Records from a collection:
use bitflags::bitflags;
use web_time::Duration;

use crate::Vec2;

bitflags! {
    #[derive(Clone, Copy, Debug, Default, PartialEq, Eq, Hash)]
    pub struct MouseButtons: u8 {
        const LEFT = 1;
        const RIGHT = 2;
        const MIDDLE = 4;
    }
}

impl MouseButtons {
    /// Individual buttons, in dispatch order.
    pub const EACH: [MouseButtons; 3] = [Self::LEFT, Self::RIGHT, Self::MIDDLE];

    pub fn index(self) -> usize {
        if self.contains(Self::LEFT) {
            0
        } else if self.contains(Self::RIGHT) {
            1
        } else {
            2
        }
    }
}

bitflags! {
    /// Wheel directions a control absorbs while hovered.
    #[derive(Clone, Copy, Debug, Default, PartialEq, Eq, Hash)]
    pub struct WheelIntercept: u8 {
        const UP = 1;
        const DOWN = 2;
        const LEFT = 4;
        const RIGHT = 8;
    }
}

impl WheelIntercept {
    /// Directions present in a wheel delta. Positive `y` scrolls up.
    pub fn from_delta(delta: Vec2) -> WheelIntercept {
        let mut dirs = WheelIntercept::empty();
        if delta.y > 0.0 {
            dirs |= WheelIntercept::UP;
        } else if delta.y < 0.0 {
            dirs |= WheelIntercept::DOWN;
        }
        if delta.x > 0.0 {
            dirs |= WheelIntercept::RIGHT;
        } else if delta.x < 0.0 {
            dirs |= WheelIntercept::LEFT;
        }
        dirs
    }
}

#[derive(Clone, Copy, Debug, Default, PartialEq, Eq)]
pub struct Modifiers {
    pub shift: bool,
    pub ctrl: bool,
    pub alt: bool,
    pub meta: bool, // Cmd on Mac, Win key on Windows
}

#[derive(Clone, Copy, Debug, PartialEq, Eq)]
pub enum Key {
    Character(char),
    Enter,
    Tab,
    Backspace,
    Delete,
    Escape,
    ArrowLeft,
    ArrowRight,
    ArrowUp,
    ArrowDown,
    Home,
    End,
    PageUp,
    PageDown,
    Space,
}

#[derive(Clone, Copy, Debug, PartialEq, Eq)]
pub enum KeyState {
    Down,
    Up,
}

#[derive(Clone, Copy, Debug, PartialEq, Eq)]
pub struct KeyEvent {
    pub key: Key,
    pub state: KeyState,
    pub modifiers: Modifiers,
    pub is_repeat: bool,
}

impl KeyEvent {
    pub fn down(key: Key) -> Self {
        Self {
            key,
            state: KeyState::Down,
            modifiers: Modifiers::default(),
            is_repeat: false,
        }
    }

    pub fn up(key: Key) -> Self {
        Self {
            state: KeyState::Up,
            ..Self::down(key)
        }
    }
}

/// Platform-provided input timings.
#[derive(Clone, Copy, Debug, PartialEq)]
pub struct PlatformTimings {
    pub double_click: Duration,
    pub key_repeat_delay: Duration,
    pub key_repeat_interval: Duration,
}

impl Default for PlatformTimings {
    fn default() -> Self {
        Self {
            double_click: Duration::from_millis(500),
            key_repeat_delay: Duration::from_millis(500),
            key_repeat_interval: Duration::from_millis(33),
        }
    }
}

/// Input state as seen at the start of one frame.
#[derive(Clone, Debug, Default, PartialEq)]
pub struct InputSnapshot {
    /// `None` while the pointer is outside the surface.
    pub pointer: Option<Vec2>,
    pub buttons: MouseButtons,
    pub wheel: Vec2,
    pub keys: Vec<KeyEvent>,
    pub text: Vec<char>,
    pub timings: PlatformTimings,
}

impl InputSnapshot {
    pub fn at(x: f32, y: f32) -> Self {
        Self {
            pointer: Some(Vec2::new(x, y)),
            ..Self::default()
        }
    }

    pub fn with_buttons(mut self, buttons: MouseButtons) -> Self {
        self.buttons = buttons;
        self
    }

    pub fn with_wheel(mut self, dx: f32, dy: f32) -> Self {
        self.wheel = Vec2::new(dx, dy);
        self
    }

    pub fn with_key(mut self, key: KeyEvent) -> Self {
        self.keys.push(key);
        self
    }

    pub fn with_text(mut self, c: char) -> Self {
        self.text.push(c);
        self
    }

    pub fn with_timings(mut self, timings: PlatformTimings) -> Self {
        self.timings = timings;
        self
    }
}

/// Host side of input: produces one snapshot per frame.
pub trait InputSource {
    fn snapshot(&mut self) -> InputSnapshot;
}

### Your task
All of the data above needs to be written out again, exactly.

### Task answer
use bitflags::bitflags;
use web_time::Duration;

use crate::Vec2;

bitflags! {
    #[derive(Clone, Copy, Debug, Default, PartialEq, Eq, Hash)]
    pub struct MouseButtons: u8 {
        const LEFT = 1;
        const RIGHT = 2;
        const MIDDLE = 4;
    }
}

impl MouseButtons {
    /// Individual buttons, in dispatch order.
    pub const EACH: [MouseButtons; 3] = [Self::LEFT, Self::RIGHT, Self::MIDDLE];

    pub fn index(self) -> usize {
        if self.contains(Self::LEFT) {
            0
        } else if self.contains(Self::RIGHT) {
            1
        } else {
            2
        }
    }
}

bitflags! {
    /// Wheel directions a control absorbs while hovered.
    #[derive(Clone, Copy, Debug, Default, PartialEq, Eq, Hash)]
    pub struct WheelIntercept: u8 {
        const UP = 1;
        const DOWN = 2;
        const LEFT = 4;
        const RIGHT = 8;
    }
}

impl WheelIntercept {
    /// Directions present in a wheel delta. Positive `y` scrolls up.
    pub fn from_delta(delta: Vec2) -> WheelIntercept {
        let mut dirs = WheelIntercept::empty();
        if delta.y > 0.0 {
            dirs |= WheelIntercept::UP;
        } else if delta.y < 0.0 {
            dirs |= WheelIntercept::DOWN;
        }
        if delta.x > 0.0 {
            dirs |= WheelIntercept::RIGHT;
        } else if delta.x < 0.0 {
            dirs |= WheelIntercept::LEFT;
        }
        dirs
    }
}

#[derive(Clone, Copy, Debug, Default, PartialEq, Eq)]
pub struct Modifiers {
    pub shift: bool,
    pub ctrl: bool,
    pub alt: bool,
    pub meta: bool, // Cmd on Mac, Win key on Windows
}

#[derive(Clone, Copy, Debug, PartialEq, Eq)]
pub enum Key {
    Character(char),
    Enter,
    Tab,
    Backspace,
    Delete,
    Escape,
    ArrowLeft,
    ArrowRight,
    ArrowUp,
    ArrowDown,
    Home,
    End,
    PageUp,
    PageDown,
    Space,
}

#[derive(Clone, Copy, Debug, PartialEq, Eq)]
pub enum KeyState {
    Down,
    Up,
}

#[derive(Clone, Copy, Debug, PartialEq, Eq)]
pub struct KeyEvent {
    pub key: Key,
    pub state: KeyState,
    pub modifiers: Modifiers,
    pub is_repeat: bool,
}

impl KeyEvent {
    pub fn down(key: Key) -> Self {
        Self {
            key,
            state: KeyState::Down,
            modifiers: Modifiers::default(),
            is_repeat: false,
        }
    }

    pub fn up(key: Key) -> Self {
        Self {
            state: KeyState::Up,
            ..Self::down(key)
        }
    }
}

/// Platform-provided input timings.
#[derive(Clone, Copy, Debug, PartialEq)]
pub struct PlatformTimings {
    pub double_click: Duration,
    pub key_repeat_delay: Duration,
    pub key_repeat_interval: Duration,
}

impl Default for PlatformTimings {
    fn default() -> Self {
        Self {
            double_click: Duration::from_millis(500),
            key_repeat_delay: Duration::from_millis(500),
            key_repeat_interval: Duration::from_millis(33),
        }
    }
}

/// Input state as seen at the start of one frame.
#[derive(Clone, Debug, Default, PartialEq)]
pub struct InputSnapshot {
    /// `None` while the pointer is outside the surface.
    pub pointer: Option<Vec2>,
    pub buttons: MouseButtons,
    pub wheel: Vec2,
    pub keys: Vec<KeyEvent>,
    pub text: Vec<char>,
    pub timings: PlatformTimings,
}

impl InputSnapshot {
    pub fn at(x: f32, y: f32) -> Self {
        Self {
            pointer: Some(Vec2::new(x, y)),
            ..Self::default()
        }
    }

    pub fn with_buttons(mut self, buttons: MouseButtons) -> Self {
        self.buttons = buttons;
        self
    }

    pub fn with_wheel(mut self, dx: f32, dy: f32) -> Self {
        self.wheel = Vec2::new(dx, dy);
        self
    }

    pub fn with_key(mut self, key: KeyEvent) -> Self {
        self.keys.push(key);
        self
    }

    pub fn with_text(mut self, c: char) -> Self {
        self.text.push(c);
        self
    }

    pub fn with_timings(mut self, timings: PlatformTimings) -> Self {
        self.timings = timings;
        self
    }
}

/// Host side of input: produces one snapshot per frame.
pub trait InputSource {
    fn snapshot(&mut self) -> InputSnapshot;
}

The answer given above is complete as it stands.